The self-effacing TV show host concocted his character after tiring of writing and drawing comic books with creative partner Chuck Angell.
“I decided it would be neat to do a show of the type we had when I was growing up, a horror TV host that I remember, Cecil Creape and his ‘Creature Feature.’ I had a friend doing a cable access TV show at the time, and he suggested I give it a try,” Underwood recalled. “Chuck thought it would last three weeks, and here 10 years later, I’m still doing it.”
Doc Gangrene and his “Chiller Cinema” debuted July 1999 on the Hendersonville cable access channel and then hopped to the Nashville cable access channel and then to the UPN station before landing at The WB about three years ago.
His inspiration was a blend of two TV characters: Sir Cecil Creape, sort of his monster mentor, who was portrayed by the late Russ McCown, and Anthony Edwards, star of the now deceased NBC sitcom “E.R.”
“When ‘E.R.’ was popular, I was getting stopped by people and told, ‘You look like that guy from ‘E.R.’, Dr. Green (Edwards).’ I thought it would be funny to do a twisted version of medical doctor from Dr. Green to Dr. Gangrene,” said Underwood.
“I waned to do a show liked Sir Cecil Creape, who I met once when I was a Boy Scout. I got a patch that said ‘Sir Cecil’s Ghoul Patrol.’ The first thing I did when I started my show was sew his patch on my lab coat.
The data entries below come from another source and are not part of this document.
//! Download and print surfaces for rendered reports.

use anyhow::Result;
use async_trait::async_trait;
use chrono::NaiveDate;
use std::{
    path::{Path, PathBuf},
    sync::Arc,
};
use tokio::sync::broadcast;

use crate::{
    config::OutputCfg,
    odoo::OdooClient,
    print::{self, CommandSpooler, PrintFrame, Spooler},
};

/// Where report URLs and generated files end up.
#[async_trait]
pub trait OutputSurface: Send + Sync {
    /// Start downloading `url` as `file_name`; returns without waiting.
    fn dispatch_download(&self, url: String, file_name: String);
    /// Load `url` into a print frame and print it in the background.
    fn attach_print_frame(&self, url: String);
    /// Store bytes already received; returns the written path.
    async fn save_download(&self, file_name: &str, bytes: &[u8]) -> Result<PathBuf>;
}

/// Name of a downloaded report: `<prefix>-YYYY-MM-DD.pdf`.
pub fn report_file_name(prefix: &str, date: NaiveDate) -> String {
    format!("{}-{}.pdf", prefix, date.format("%Y-%m-%d"))
}

/// Surface backed by the Odoo session, the local disk and a print command.
#[derive(Clone)]
pub struct DocumentSurface {
    client: OdooClient,
    download_dir: PathBuf,
    open_in_browser: bool,
    spooler: Arc<dyn Spooler>,
    focus: broadcast::Sender<()>,
}

impl DocumentSurface {
    /// `focus` fires whenever the terminal regains focus.
    pub fn new(client: OdooClient, cfg: &OutputCfg, focus: broadcast::Sender<()>) -> Self {
        Self {
            client,
            download_dir: PathBuf::from(&cfg.download_dir),
            open_in_browser: cfg.open_in_browser,
            spooler: Arc::new(CommandSpooler::new(
                cfg.print_command.clone(),
                cfg.print_args.clone(),
            )),
            focus,
        }
    }
}

#[async_trait]
impl OutputSurface for DocumentSurface {
    fn dispatch_download(&self, url: String, file_name: String) {
        let client = self.client.clone();
        let dir = self.download_dir.clone();
        let open_in_browser = self.open_in_browser;
        // Detached: the workflow has already reported success.
        tokio::spawn(async move {
            let path = match fetch_to_disk(&client, &dir, &url, &file_name).await {
                Ok(path) => path,
                Err(e) => {
                    tracing::warn!("report download failed for {file_name}: {e:#}");
                    return;
                }
            };
            tracing::info!("report saved to {}", path.display());
            if open_in_browser {
                open_saved(&path).await;
            }
        });
    }

    fn attach_print_frame(&self, url: String) {
        let client = self.client.clone();
        let spooler = self.spooler.clone();
        let focus = self.focus.clone();
        tokio::spawn(async move {
            let bytes = match client.fetch_document(&url).await {
                Ok(b) => b,
                Err(e) => {
                    tracing::warn!("print frame failed to load: {e}");
                    return;
                }
            };
            let frame = match PrintFrame::attach(&std::env::temp_dir(), &bytes).await {
                Ok(f) => f,
                Err(e) => {
                    tracing::warn!("print frame could not be written: {e}");
                    return;
                }
            };
            tracing::info!("print frame loaded: {}", frame.path().display());
            // Listen for focus only once the frame is loaded.
            let signal = print::run_print_session(frame, spooler, focus.subscribe()).await;
            tracing::info!("print frame removed ({signal:?})");
        });
    }

    async fn save_download(&self, file_name: &str, bytes: &[u8]) -> Result<PathBuf> {
        write_download(&self.download_dir, file_name, bytes).await
    }
}

/// Fetch `url` with the session cookies and write it into `dir`.
async fn fetch_to_disk(
    client: &OdooClient,
    dir: &Path,
    url: &str,
    file_name: &str,
) -> Result<PathBuf> {
    let bytes = client.fetch_document(url).await?;
    write_download(dir, file_name, &bytes).await
}

/// Show a saved report in the system viewer.
async fn open_saved(path: &Path) {
    // The browser has no session cookie, so it only ever gets the local copy.
    let target = match tokio::fs::canonicalize(path).await {
        Ok(abs) => format!("file://{}", abs.display()),
        Err(_) => path.display().to_string(),
    };
    if let Err(e) = webbrowser::open(&target) {
        tracing::warn!("failed to open {target}: {e}");
    }
}

/// Write a file into the download directory, creating it if needed.
async fn write_download(dir: &Path, file_name: &str, bytes: &[u8]) -> Result<PathBuf> {
    tokio::fs::create_dir_all(dir).await?;
    let path = dir.join(file_name);
    tokio::fs::write(&path, bytes).await?;
    Ok(path)
}

#[cfg(test)]
mod tests {
    use super::*;
    use crate::config::Config;

    #[test]
    fn test_report_file_name() {
        let date = NaiveDate::from_ymd_opt(2026, 3, 9).unwrap();
        assert_eq!(report_file_name("scentopia", date), "scentopia-2026-03-09.pdf");
    }

    #[tokio::test]
    async fn test_write_download_creates_dir() {
        let dir = std::env::temp_dir().join(format!("downloads-{}", uuid::Uuid::new_v4()));
        let path = write_download(&dir, "booking_example.xlsx", b"PK")
            .await
            .unwrap();
        assert_eq!(tokio::fs::read(&path).await.unwrap(), b"PK");
        let _ = tokio::fs::remove_dir_all(&dir).await;
    }

    #[tokio::test]
    async fn test_fetch_to_disk_uses_session_cookie() {
        let mut server = mockito::Server::new_async().await;
        let _login = server
            .mock("POST", "/web/session/authenticate")
            .with_status(200)
            .with_header("content-type", "application/json")
            .with_header("set-cookie", "session_id=abc; Path=/")
            .with_body(r#"{"jsonrpc":"2.0","id":1,"result":{"uid":7}}"#)
            .create_async()
            .await;
        let report = server
            .mock("GET", "/report/pdf/cards/3")
            .match_header("cookie", "session_id=abc")
            .with_status(200)
            .with_body("%PDF-1.4")
            .create_async()
            .await;

        let mut cfg = Config::default();
        cfg.odoo.base_url = server.url();
        cfg.odoo.database = "pos".into();
        cfg.odoo.login = "cashier".into();
        cfg.odoo.password = "secret".into();
        let client = OdooClient::new(&cfg).unwrap();
        client.login(&cfg).await.unwrap();

        let dir = std::env::temp_dir().join(format!("downloads-{}", uuid::Uuid::new_v4()));
        let url = format!("{}/report/pdf/cards/3", server.url());
        let path = fetch_to_disk(&client, &dir, &url, "scentopia-2026-10-19.pdf")
            .await
            .unwrap();

        assert_eq!(tokio::fs::read(&path).await.unwrap(), b"%PDF-1.4");
        report.assert_async().await;
        let _ = tokio::fs::remove_dir_all(&dir).await;
    }
}
//! 画面遷移用のUI状態と画面種別。

use crate::{notice::Notice, preview::Pager};

/// TUIで現在表示中の画面。
#[derive(Clone, Debug, PartialEq, Eq)]
pub enum Screen {
    /// フォームとプレビュー。
    Main,
    /// サーバー設定の編集。
    Settings,
    /// オペレーターの国選択。
    Countries,
}

/// 描画側と共有するUI状態。
#[derive(Clone, Debug)]
pub struct UiState {
    pub screen: Screen,
    /// フォームで選択中のフィールド位置。
    pub selected_field: usize,
    /// プレビューのページ位置。
    pub pager: Pager,
    /// 右側パネルに表示するログ。
    pub log: Vec<String>,
    /// 画面下部のステータス文言。
    pub status: String,
    /// 直近の通知（ステータスバーの色分け用）。
    pub last_notice: Option<Notice>,
    /// エラーメッセージ（強調表示用）。
    pub error: Option<String>,
}

impl UiState {
    pub fn new() -> Self {
        Self {
            screen: Screen::Main,
            selected_field: 0,
            pager: Pager::default(),
            log: vec![],
            status: "Ready".into(),
            last_notice: None,
            error: None,
        }
    }

    /// 通知をログとステータスへ反映する。
    pub fn push_notice(&mut self, notice: Notice) {
        self.log.push(format!("[{}] {}", notice.tag(), notice.message));
        self.status = notice.message.clone();
        self.last_notice = Some(notice);
    }
}
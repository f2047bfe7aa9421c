//! TUIのイベントループ、入力処理、状態管理。

mod handlers;
mod render;

use anyhow::Result;
use crossterm::event::{self, Event};
use std::{path::PathBuf, time::Duration};
use tokio::sync::{broadcast, mpsc};

use crate::{
    config::Config,
    events::UiState,
    form::FormState,
    input::InputBoxState,
    shortcuts::Shortcuts,
    ui::Tui,
    widgets::{CountryPicker, DisclosureMenu},
    worker::{self, WorkerCmd, WorkerEvent},
};

use handlers::{handle_key, is_ctrl_c};
use render::draw;

/// 入力処理と描画で共有するアプリ状態。
pub struct App {
    /// 永続化された設定ファイルのパス。
    pub cfg_path: PathBuf,
    /// メモリ上の現在設定。
    pub cfg: Config,
    /// 選択位置やステータスなどUI固有の状態。
    pub ui: UiState,
    /// Workerから届いた最新のフォーム。
    pub form: FormState,
    /// 実行中のアクション数。
    pub in_flight: usize,
    /// Workerへのコマンド送信チャネル。
    pub worker_tx: mpsc::Sender<WorkerCmd>,
    /// Workerからのイベント受信チャネル。
    pub worker_rx: mpsc::Receiver<WorkerEvent>,
    /// 端末フォーカス復帰の通知先（印刷後の後始末用）。
    pub focus_tx: broadcast::Sender<()>,

    // 設定画面の編集バッファ。
    pub base_url: String,
    pub database: String,
    pub login: String,
    pub password: String,

    /// 入力ボックスの状態（入力中はSome）。
    pub input_box: Option<InputBoxState>,
    /// 設定メニュー。
    pub menu: DisclosureMenu,
    /// 国選択リスト。
    pub picker: CountryPicker,

    /// ショートカットキー設定。
    pub shortcuts: Shortcuts,
}

impl App {
    /// 設定とWorkerとのチャネルから初期状態を組み立てる。
    pub fn new(
        cfg_path: PathBuf,
        cfg: Config,
        shortcuts: Shortcuts,
        worker_tx: mpsc::Sender<WorkerCmd>,
        worker_rx: mpsc::Receiver<WorkerEvent>,
        focus_tx: broadcast::Sender<()>,
    ) -> Self {
        Self {
            cfg_path,
            base_url: cfg.odoo.base_url.clone(),
            database: cfg.odoo.database.clone(),
            login: cfg.odoo.login.clone(),
            password: cfg.odoo.password.clone(),
            cfg,
            ui: UiState::new(),
            form: FormState::default(),
            in_flight: 0,
            worker_tx,
            worker_rx,
            focus_tx,
            input_box: None,
            menu: DisclosureMenu::default(),
            picker: CountryPicker::default(),
            shortcuts,
        }
    }

    /// 実行中ならtrue。
    pub fn is_busy(&self) -> bool {
        self.in_flight > 0
    }
}

/// ユーザーが終了するまでメインTUIループを回す。
pub async fn run_app(terminal: &mut Tui) -> Result<()> {
    let cfg_path = PathBuf::from("config.toml");
    let cfg = Config::load_or_default(&cfg_path)?;

    let shortcuts_path = PathBuf::from("shortcut.toml");
    let shortcuts = Shortcuts::load_or_default(&shortcuts_path)?;

    let (tx_cmd, rx_cmd) = mpsc::channel::<WorkerCmd>(64);
    let (tx_ev, rx_ev) = mpsc::channel::<WorkerEvent>(256);
    let (focus_tx, _) = broadcast::channel::<()>(16);

    tokio::spawn(worker::run(rx_cmd, tx_ev, cfg.clone(), focus_tx.clone()));

    let mut app = App::new(cfg_path, cfg, shortcuts, tx_cmd, rx_ev, focus_tx);

    loop {
        terminal.draw(|f| draw(f, &app))?;

        // 入力処理の前にWorkerイベントを消化する。
        while let Ok(ev) = app.worker_rx.try_recv() {
            handle_worker_event(&mut app, ev);
        }

        if event::poll(Duration::from_millis(50))? {
            match event::read()? {
                Event::Key(k) => {
                    if is_ctrl_c(&k) {
                        break;
                    }
                    if handle_key(&mut app, k).await? {
                        break;
                    }
                }
                Event::FocusGained => {
                    // 待機中の印刷セッションが無ければ受信者はいない。
                    let _ = app.focus_tx.send(());
                }
                _ => {}
            }
        }
    }
    Ok(())
}

/// WorkerイベントをUI状態へ反映する。
fn handle_worker_event(app: &mut App, ev: WorkerEvent) {
    match ev {
        WorkerEvent::FormUpdated(form) => {
            // コード列が入れ替わったらプレビューを先頭へ戻す。
            if form.access_codes() != app.form.access_codes() {
                app.ui.pager.reset();
            }
            app.form = form;
        }
        WorkerEvent::Notice(notice) => {
            app.ui.error = None;
            app.ui.push_notice(notice);
        }
        WorkerEvent::ActionFinished => {
            app.in_flight = app.in_flight.saturating_sub(1);
        }
        WorkerEvent::CountriesLoaded {
            countries,
            fallback,
        } => {
            app.picker = CountryPicker::new(countries, fallback);
        }
        WorkerEvent::Log(s) => {
            app.ui.log.push(s);
        }
        WorkerEvent::Error(s) => {
            app.ui.log.push(format!("[error] {s}"));
            app.ui.error = Some(s);
        }
    }
}

/// Workerへコマンドを送る。実行中のアクションがあれば新しいアクションは受け付けない。
pub async fn dispatch(app: &mut App, cmd: WorkerCmd) -> Result<()> {
    if cmd.is_action() {
        if app.is_busy() {
            app.ui.status = "Busy: wait for the current action to finish".into();
            return Ok(());
        }
        app.in_flight += 1;
        app.ui.status = "Working...".into();
    }
    tracing::debug!("dispatch {cmd:?}");
    let is_action = cmd.is_action();
    if let Err(e) = app.worker_tx.send(cmd).await {
        // Workerが終了済み（接続初期化の失敗など）。TUIは閉じずに知らせる。
        tracing::error!("worker is not running: {e}");
        if is_action {
            app.in_flight = app.in_flight.saturating_sub(1);
        }
        app.ui.error = Some("Worker stopped; check the log and restart the app".into());
    }
    Ok(())
}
It was real important to keep the show family friendly like Sir Cecil did.”
(McCown’s “Creature Feature” aired in the early 1970s on WSM-Channel 4 and was resurrected on The Nashville Network or TNN in the early 1980s.)
Nashville native Underwood graduated from Stratford High School before earning a degree in graphic design at Middle Tennessee State University. He and wife Karlee have three sons: Rob, 18, Ian, 17, and Luke, 12.
He has had four sidekicks over the decade as Linda Wylie currently fills the bill as Nurse Moan-eek. Gangrene’s henchmen included Oogsley and Lump, while Karlee used to portray Nurse Deadbody and fortune teller Madame Fortune.
Larry and Karlee celebrate their 15th wedding anniversary on Oct. 29.
“We were gonna get married on Halloween at a bonfire, but my parents found out,” said Karlee. “They wanted us to have a church wedding.
“Larry’s a natural as Dr. Gangrene. I was proud to see how far he’s come with it from cable access TV to regular commercial television on The WB. All of the boys grew up around it. The oldest two are more athletic, but our youngest one loves it.”
Underwood’s “Chiller Cinema” can take as much time as 40 hours to tape and edit an episode. For his efforts, he was nominated for a local Emmy Award and has captured two Rondo Awards (for classic horror excellence) for best Web site and for public service announcements that he has done for the state of Tennessee on littering and a fasten-seatbelts campaign.
He also has met many stars of classic horror films at conventions while taping interviews for his show. Those include director George Romero (“Night of the Living Dead”) and actors Gunnar Hansen (the original “Texas Chainsaw Massacre”), Michael Berryman (“The Hills Have Eyes”), and Ben Chapman and Julie Adams (“The Creature From the Black Lagoon”).
Recently, he has taken his horror hobby one step further as a vocalist with the horror punk Band Spookhand as he warbles about monsters and blood, etc.
“I do Dr. Gangrene for the fun of it. I haven’t really made any money at it but do it just for love of the genre. I have to have a creative outlet of some sort and this is it,” says Hendersonville’s only dad who moonlights as a mad scientist on TV.